→ **Requirement**: Print, please, the line that contains "assert_close(scores[0], expected);" and each line after it to the end of the entries, unchanged and with nothing else.

→ **Available data**:
----
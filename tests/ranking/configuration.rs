//! Tokenizer and weighting options change scores the way they claim to.

use super::common::assert_close;
use talentvector::{RankConfig, Ranker, StopWords};

fn ranker_with(edit: impl FnOnce(&mut RankConfig)) -> Ranker {
    let mut config = RankConfig::default();
    edit(&mut config);
    Ranker::new(config)
}

#[test]
fn stop_words_remove_shared_filler() {
    let query = "the rust developer";
    let candidates = ["the chef of the kitchen"];

    assert!(Ranker::default().rank(query, &candidates)[0] > 0.0);

    let stopped = ranker_with(|c| c.tokenizer.stop_words = StopWords::English);
    assert_eq!(stopped.rank(query, &candidates), vec![0.0]);
}

#[cfg(feature = "unicode-normalization")]
#[test]
fn strip_accents_folds_resume_spellings() {
    let candidates = ["resume writer"];
    assert_eq!(Ranker::default().rank("résumé", &candidates), vec![0.0]);

    let folded = ranker_with(|c| c.tokenizer.strip_accents = true);
    assert!(folded.rank("résumé", &candidates)[0] > 0.0);
    assert_close(folded.rank("Résumé", &["resume"])[0], 1.0);
}

#[cfg(feature = "unicode-normalization")]
#[test]
fn strip_accents_folds_non_latin_marks() {
    let vocalized_arabic = "\u{0645}\u{064F}\u{062D}\u{064E}\u{0645}\u{064E}\u{0651}\u{062F}";
    let plain_arabic = "\u{0645}\u{062D}\u{0645}\u{062F}";
    let pointed_hebrew = "\u{05E9}\u{05B8}\u{05C1}\u{05DC}\u{05D5}\u{05B9}\u{05DD}";
    let plain_hebrew = "\u{05E9}\u{05DC}\u{05D5}\u{05DD}";

    assert_eq!(Ranker::default().rank(vocalized_arabic, &[plain_arabic]), vec![0.0]);

    let folded = ranker_with(|c| c.tokenizer.strip_accents = true);
    assert_close(folded.rank(vocalized_arabic, &[plain_arabic])[0], 1.0);
    assert_close(folded.rank(pointed_hebrew, &[plain_hebrew])[0], 1.0);
}

#[test]
fn keep_case_distinguishes_capitalization() {
    assert_close(Ranker::default().rank("Rust", &["rust"])[0], 1.0);

    let cased = ranker_with(|c| c.tokenizer.lowercase = false);
    assert_eq!(cased.rank("Rust", &["rust"]), vec![0.0]);
}

#[test]
fn min_token_len_one_keeps_single_letter_languages() {
    let query = "C developer";
    let candidates = ["C programmer"];
    assert_eq!(Ranker::default().rank(query, &candidates), vec![0.0]);

    let short = ranker_with(|c| c.tokenizer.min_token_len = 1);
    assert!(short.rank(query, &candidates)[0] > 0.0);
}

#[test]
fn sublinear_tf_damps_repetition() {
    let query = "rust rust rust go java";
    let candidates = ["rust go", "java python"];

    let linear = Ranker::default().rank(query, &candidates);
    assert_close(linear[0], 0.852_802_865_422_441_8);
    assert_close(linear[1], 0.182_519_442_617_271_24);

    let sublinear = ranker_with(|c| c.weighting.sublinear_tf = true).rank(query, &candidates);
    assert_close(sublinear[0], 0.865_806_207_427_924_5);
    assert_close(sublinear[1], 0.239_207_025_401_592_1);
}

#[test]
fn unsmoothed_idf_weighs_rare_terms_harder() {
    let query = "rust developer";
    let candidates = ["rust developer senior", "go"];

    let smooth = Ranker::default().rank(query, &candidates);
    assert_close(smooth[0], 0.732_359_142_842_214_8);

    let raw = ranker_with(|c| c.weighting.smooth_idf = false).rank(query, &candidates);
    assert_close(raw[0], 0.687_647_791_717_742_7);
    assert_eq!(raw[1], 0.0);
}

#[test]
fn config_file_drives_the_ranker() {
    let dir = tempfile::tempdir().unwrap();
    let path = dir.path().join("talentvector.json");
    std::fs::write(
        &path,
        r#"{"tokenizer": {"stopWords": "english", "minTokenLen": 3}, "weighting": {"sublinearTf": true}}"#,
    )
    .unwrap();

    let config = RankConfig::from_file(&path).unwrap();
    assert_eq!(config.tokenizer.stop_words, StopWords::English);
    assert_eq!(config.tokenizer.min_token_len, 3);
    assert!(config.tokenizer.lowercase);
    assert!(config.weighting.sublinear_tf);
    assert!(config.weighting.smooth_idf);

    // "go" is below the length floor, "the" is a stop word
    let scores = Ranker::new(config).rank("the go", &["the go"]);
    assert_eq!(scores, vec![0.0]);
}

#[test]
fn missing_config_file_is_an_error() {
    let dir = tempfile::tempdir().unwrap();
    let err = RankConfig::from_file(&dir.path().join("absent.json")).unwrap_err();
    assert!(err.to_string().contains("absent.json"));
}
//! Utility functions for string processing.

#[cfg(feature = "unicode-normalization")]
use unicode_normalization::{char::is_combining_mark, UnicodeNormalization};

/// Strip diacritics so accented and ASCII spellings tokenize to the same term:
/// - "résumé" → "resume"
/// - "café" → "cafe"
/// - "naïve" → "naive"
///
/// # Algorithm (with unicode-normalization feature)
///
/// 1. NFD normalize (decompose characters into base + combining marks)
/// 2. Filter out every combining mark (general category M, any script),
///    so Arabic harakat and Hebrew niqqud go the same way as Latin accents
///
/// Without the feature the input is returned unchanged.
#[cfg(feature = "unicode-normalization")]
pub fn strip_accents(value: &str) -> String {
    value.nfd().filter(|c| !is_combining_mark(*c)).collect()
}

#[cfg(not(feature = "unicode-normalization"))]
pub fn strip_accents(value: &str) -> String {
    value.to_string()
}

/// Word characters: anything alphanumeric in Unicode, plus underscore.
#[inline]
pub fn is_word_char(c: char) -> bool {
    c.is_alphanumeric() || c == '_'
}
//! Scores depend on the batch they were computed in.
//!
//! IDF counts documents across the whole call, so a resume's score moves when
//! the other resumes change. That is how TF-IDF works, not a bug; these tests
//! pin the behavior down so nobody "fixes" it by caching a vocabulary.

use super::common::assert_close;
use talentvector::{rank, Ranker};

#[test]
fn same_candidate_scores_differently_in_different_batches() {
    let query = "rust developer python";
    let alone = rank(query, &["rust developer"]);
    let crowded = rank(query, &["rust developer", "rust engineer", "rust rust"]);

    assert_close(alone[0], 0.709_297_266_606_273_8);
    assert_close(crowded[0], 0.687_016_842_304_060_2);
    assert!(
        (alone[0] - crowded[0]).abs() > 1e-6,
        "batch composition should change IDF and therefore the score"
    );
}

#[test]
fn hand_computed_two_document_batch() {
    // idf(aa) = ln(3/3) + 1 = 1, idf(bb) = ln(3/2) + 1
    // query = [1, idf_bb] / |.|, candidate = [1, 0]
    let idf_bb = 1.5f64.ln() + 1.0;
    let expected = 1.0 / (1.0 + idf_bb * idf_bb).sqrt();
    let scores = rank("aa bb", &["aa"]);
    assert_close(scores[0], expected);
}

#[test]
fn candidate_order_does_not_change_individual_scores() {
    let query = "rust kubernetes engineer";
    let a = "rust engineer";
    let b = "kubernetes operator";
    let c = "pastry chef";

    let forward = rank(query, &[a, b, c]);
    let rotated = rank(query, &[c, a, b]);

    assert_close(forward[0], rotated[1]);
    assert_close(forward[1], rotated[2]);
    assert_close(forward[2], rotated[0]);
}

#[test]
fn concurrent_callers_get_sequential_results() {
    let ranker = Ranker::default();
    let batches: Vec<(String, Vec<String>)> = (0..8)
        .map(|i| {
            (
                format!("rust engineer level{}", i),
                vec![
                    format!("rust engineer level{}", i),
                    "go engineer".to_string(),
                    format!("chef level{}", i % 3),
                ],
            )
        })
        .collect();

    let sequential: Vec<Vec<f64>> = batches
        .iter()
        .map(|(q, c)| ranker.rank(q, c))
        .collect();

    let shared = &ranker;
    let concurrent: Vec<Vec<f64>> = std::thread::scope(|scope| {
        let handles: Vec<_> = batches
            .iter()
            .map(|(q, c)| scope.spawn(move || shared.rank(q, c)))
            .collect();
        handles
            .into_iter()
            .map(|h| h.join().expect("ranking thread panicked"))
            .collect()
    });

    assert_eq!(sequential, concurrent);
}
----
→ **Answer section**:
    assert_close(scores[0], expected);
}

#[test]
fn candidate_order_does_not_change_individual_scores() {
    let query = "rust kubernetes engineer";
    let a = "rust engineer";
    let b = "kubernetes operator";
    let c = "pastry chef";

    let forward = rank(query, &[a, b, c]);
    let rotated = rank(query, &[c, a, b]);

    assert_close(forward[0], rotated[1]);
    assert_close(forward[1], rotated[2]);
    assert_close(forward[2], rotated[0]);
}

#[test]
fn concurrent_callers_get_sequential_results() {
    let ranker = Ranker::default();
    let batches: Vec<(String, Vec<String>)> = (0..8)
        .map(|i| {
            (
                format!("rust engineer level{}", i),
                vec![
                    format!("rust engineer level{}", i),
                    "go engineer".to_string(),
                    format!("chef level{}", i % 3),
                ],
            )
        })
        .collect();

    let sequential: Vec<Vec<f64>> = batches
        .iter()
        .map(|(q, c)| ranker.rank(q, c))
        .collect();

    let shared = &ranker;
    let concurrent: Vec<Vec<f64>> = std::thread::scope(|scope| {
        let handles: Vec<_> = batches
            .iter()
            .map(|(q, c)| scope.spawn(move || shared.rank(q, c)))
            .collect();
        handles
            .into_iter()
            .map(|h| h.join().expect("ranking thread panicked"))
            .collect()
    });

    assert_eq!(sequential, concurrent);
}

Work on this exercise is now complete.